In tutto questo, appare assolutamente e insopportabilmente mistificatrice la posizione di chi presenta la Resistenza come una fondamentale ed imprescindibile azione di lotta, contro i nazisti e i fascisti della Repubblica di Salò, senza la quale non sarebbe stato possibile liberare l’Italia dall’occupante tedesco.

Una Lotta Partigiana – comunque quasi sempre organizzata e avviata da ufficiali e sottufficiali del Regio Esercito, trovatisi nelle aree occupate dai tedeschi e dai repubblichini di Salò, sfuggiti ai rastrellamenti ed alle deportazioni, che rifiutarono di servire nella RSI e che non vollero disertare – di cui non fecero parte solo civili, e tra loro gli antifascisti di sempre ma anche rappresentanti di tutti i partiti -bensì annoverò numerosissimi militari delle Forze Armate, con Carabinieri e Finanzieri che dettero un contributo fondamentale alla Resistenza, con grandi episodi di eroismo e alto tributo di sangue.

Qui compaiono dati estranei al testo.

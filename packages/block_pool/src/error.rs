use thiserror::Error;

/// Errors that can occur when acquiring or releasing blocks.
///
/// None of these leave the pool in an inconsistent state. An exhausted pool simply has no
/// block to give right now, while the two release errors indicate a bug in the caller.
#[derive(Clone, Copy, Debug, Eq, Error, PartialEq)]
#[non_exhaustive]
pub enum Error {
    /// Every block of the pool is currently handed out, or the pool has not been initialized
    /// and is not configured to initialize itself on first use.
    #[error("block pool is exhausted, no free block is available")]
    PoolExhausted,

    /// The released block is not currently handed out. Either it was already released or it
    /// was never acquired since the last reset.
    #[error("block in slot {slot} is not allocated, it was already released or never acquired")]
    DoubleRelease {
        /// Index of the slot the released address maps to.
        slot: usize,
    },

    /// The released address is not the start of any block owned by the pool.
    #[error("address {address:#x} does not point to the start of a block owned by this pool")]
    InvalidAddress {
        /// The address that was passed in.
        address: usize,
    },
}

/// A specialized `Result` type for block pool operations, returning the crate's
/// [`Error`] type as the error value.
pub(crate) type Result<T> = std::result::Result<T, Error>;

La Guerra di Liberazione vide in prima linea soprattutto militari

Invece, per contro, fu la partecipazione alla Guerra di Liberazione, a fianco degli Alleati, dei militari inquadrati nelle Forze Armate regolari italiane che ci guadagnò, nonostante le forti e comprensibili riserve nutrite inizialmente nei loro confronti, il favore degli alleati americani, inglesi e francesi che, al termine del conflitto, concessero all’Italia, Paese nemico e sconfitto, un trattamento risultato essere alla fine di inimmaginabile favore, senza considerare i benefici ottenuti poi con il Piano Marshall.

Quindi, se ci fosse qualcosa da festeggiare veramente il 25 aprile, sarebbe l’apporto offerto da quei militari che vollero, nonostante tutto, continuare l’immane sforzo e le inenarrabili privazioni, perdite e sofferenze subite combattendo dal 1940 al 1943 in assurde campagne di velleitarie conquiste rivelatesi ingiuste, temerarie e malamente organizzate e condotte.

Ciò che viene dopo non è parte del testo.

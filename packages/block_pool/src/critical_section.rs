use std::cell::Cell;
use std::fmt;
use std::marker::PhantomData;

use parking_lot::RawMutex;
use parking_lot::lock_api::RawMutex as _;

/// Entry and exit points of the region in which a pool mutates its bookkeeping.
///
/// A [`BlockPool`][crate::BlockPool] calls [`enter()`][Self::enter] at the start of every
/// operation that reads or writes its free list and [`exit()`][Self::exit] on every path out of
/// that operation, including error paths. What "entering" means is up to the implementation:
/// disabling interrupts, taking a lock or nothing at all.
///
/// Implementing this trait alone does not let the pool be shared between threads. For that, the
/// implementation must also promise actual mutual exclusion via [`ExclusiveCriticalSection`].
pub trait CriticalSection {
    /// Enters the critical section.
    fn enter(&self);

    /// Leaves the critical section.
    ///
    /// # Safety
    ///
    /// The caller must have previously entered the critical section via [`enter()`][Self::enter]
    /// on the same thread and must not have left it yet.
    unsafe fn exit(&self);
}

/// Marks a [`CriticalSection`] that provides mutual exclusion between threads.
///
/// A pool whose critical section implements this trait (and is itself `Sync`) is `Sync`.
///
/// # Safety
///
/// Between `enter()` returning on one thread and the matching `exit()`, no other thread may
/// return from `enter()` on the same instance.
pub unsafe trait ExclusiveCriticalSection: CriticalSection {}

/// A critical section that does nothing.
///
/// This is the default for pools that are only ever used from a single thread. A pool using it
/// is not `Sync`, so the compiler rejects any attempt to share it.
///
/// # Examples
///
/// ```
/// use block_pool::{BlockPool, NoCriticalSection};
///
/// let pool = BlockPool::<4, 16, NoCriticalSection>::new();
/// pool.initialize();
/// ```
#[derive(Debug, Default)]
pub struct NoCriticalSection {
    _not_sync: PhantomData<Cell<()>>,
}

impl NoCriticalSection {
    /// Creates a new no-op critical section.
    #[must_use]
    pub const fn new() -> Self {
        Self {
            _not_sync: PhantomData,
        }
    }
}

impl CriticalSection for NoCriticalSection {
    #[inline]
    fn enter(&self) {}

    #[inline]
    unsafe fn exit(&self) {}
}

/// A critical section backed by a `parking_lot` raw mutex.
///
/// Suitable for sharing a pool between threads on a hosted target. The mutex is not reentrant,
/// so a pool operation must not be started from inside a pool observer callback.
///
/// # Examples
///
/// ```
/// use block_pool::{BlockPool, MutexCriticalSection, NoopObserver};
///
/// static POOL: BlockPool<8, 32, MutexCriticalSection, NoopObserver> =
///     BlockPool::with_parts(true, MutexCriticalSection::new(), NoopObserver);
///
/// let block = POOL.acquire().unwrap();
/// POOL.release(block.as_ptr()).unwrap();
/// ```
pub struct MutexCriticalSection {
    raw: RawMutex,
}

impl MutexCriticalSection {
    /// Creates a new unlocked critical section.
    #[must_use]
    pub const fn new() -> Self {
        Self {
            raw: RawMutex::INIT,
        }
    }
}

impl Default for MutexCriticalSection {
    fn default() -> Self {
        Self::new()
    }
}

impl fmt::Debug for MutexCriticalSection {
    fn fmt(&self, f: &mut fmt::Formatter<'_>) -> fmt::Result {
        f.debug_struct("MutexCriticalSection")
            .field("locked", &self.raw.is_locked())
            .finish()
    }
}

impl CriticalSection for MutexCriticalSection {
    #[inline]
    fn enter(&self) {
        self.raw.lock();
    }

    #[inline]
    unsafe fn exit(&self) {
        // SAFETY: Forwarding the caller's guarantee that we entered on this thread, which
        // means the mutex is held by this thread.
        unsafe {
            self.raw.unlock();
        }
    }
}

// SAFETY: The mutex admits a single holder at a time.
unsafe impl ExclusiveCriticalSection for MutexCriticalSection {}

/// A critical section that calls a pair of user-supplied hooks.
///
/// This is how a pool is hooked into a host environment, e.g. an RTOS whose "enter critical"
/// and "exit critical" primitives mask interrupts.
///
/// # Examples
///
/// ```
/// use std::sync::atomic::{AtomicUsize, Ordering};
///
/// use block_pool::{BlockPool, HookCriticalSection, NoopObserver};
///
/// static ENTERED: AtomicUsize = AtomicUsize::new(0);
///
/// fn enter() {
///     ENTERED.fetch_add(1, Ordering::Relaxed);
/// }
///
/// fn exit() {}
///
/// // SAFETY: This pool is only used from the current thread, so the hooks do not need to
/// // actually exclude anyone.
/// let hooks = unsafe { HookCriticalSection::new(enter, exit) };
/// let pool = BlockPool::<4, 8, _, _>::with_parts(true, hooks, NoopObserver);
///
/// _ = pool.acquire().unwrap();
/// assert_eq!(ENTERED.load(Ordering::Relaxed), 1);
/// ```
#[derive(Clone, Copy, Debug)]
pub struct HookCriticalSection {
    enter: fn(),
    exit: fn(),
}

impl HookCriticalSection {
    /// Creates a critical section from an entry hook and an exit hook.
    ///
    /// # Safety
    ///
    /// Between a call to `enter` returning on one thread and the following call to `exit` on
    /// that thread, a call to `enter` on any other thread must not return. In other words, the
    /// hooks must implement mutual exclusion, because a pool using them can be shared between
    /// threads.
    #[must_use]
    pub const unsafe fn new(enter: fn(), exit: fn()) -> Self {
        Self { enter, exit }
    }
}

impl CriticalSection for HookCriticalSection {
    #[inline]
    fn enter(&self) {
        (self.enter)();
    }

    #[inline]
    unsafe fn exit(&self) {
        (self.exit)();
    }
}

// SAFETY: Guaranteed by the contract of `HookCriticalSection::new()`.
unsafe impl ExclusiveCriticalSection for HookCriticalSection {}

Ad ogni buon fine si riportano di seguito, per l’essenziale, le fasi in cui si è sviluppata la Seconda Guerra mondiale.

Il 1° settembre del 1939 Hitler invade la Polonia, il 3 settembre successivo Inghilterra e Francia dichiarano guerra alla Germania. Il 30 settembre Stalin occupa la Finlandia.

Nel giugno del 1940 i tedeschi occupano Parigi ed il Nord della Francia mentre il Sud rimane sotto il controllo del Maresciallo Pétain.

Nell’estate del 1940 inizia la guerra aerea contro la Gran Bretagna, nel 1941 prende il via l’occupazione italo-tedesca della Jugoslavia e della Grecia mentre inizia lo scontro tra inglesi contro tedeschi e italiani in Africa settentrionale.

Intanto il Terzo Reich dà avvio allo sterminio degli ebrei. Il Giappone aggredisce la base USA di Pearl Harbour e l’America entra in guerra.

Si fronteggiano a questo punto le potenze dell’Asse – tedeschi, italiani e giapponesi – nonché gli Alleati – Francia, Inghilterra e USA – e si giunge così nel 1943 che vede la ritirata delle truppe italiane e tedesche dalla Russia e la loro disfatta in Africa.

L’11 giugno del 1943 gli Alleati iniziano la campagna d’Italia, sbarcando a Pantelleria e il 10 luglio 150 mila  americani e inglesi sbarcano in Sicilia.

Inizia la marcia delle truppe dell’URSS sulla Germania orientale, il Generale Eisenhower ordina lo sbarco in Normandia costringendo i nazisti ad abbandonare Francia, Belgio e Olanda.

Nel 1945 gli americani invadono la Germania occidentale e liberano velocemente la penisola italiana.

Nel maggio del 1945 Hitler si suicida e la Germania firma la resa senza condizioni e la guerra in Europa può definitivamente considerarsi conclusa.

Nell’agosto del’45 Truman ordina la distruzione di Hiroshima e Nagasaki e il 2 settembre 1945 la 2^ Guerra mondiale ha finalmente termine.

In questo complesso ed articolatissimo contesto, va ancora una volta evidenziato che, se qualche merito va attribuito all’Italia per la positiva conclusione della guerra, esso va riconosciuto sicuramente ai militari delle Forze Armate regolari italiane per la partecipazione nelle operazioni belliche dal ’43 al ’45 a fianco degli Alleati e in supporto delle formazioni irregolari del fronte clandestino.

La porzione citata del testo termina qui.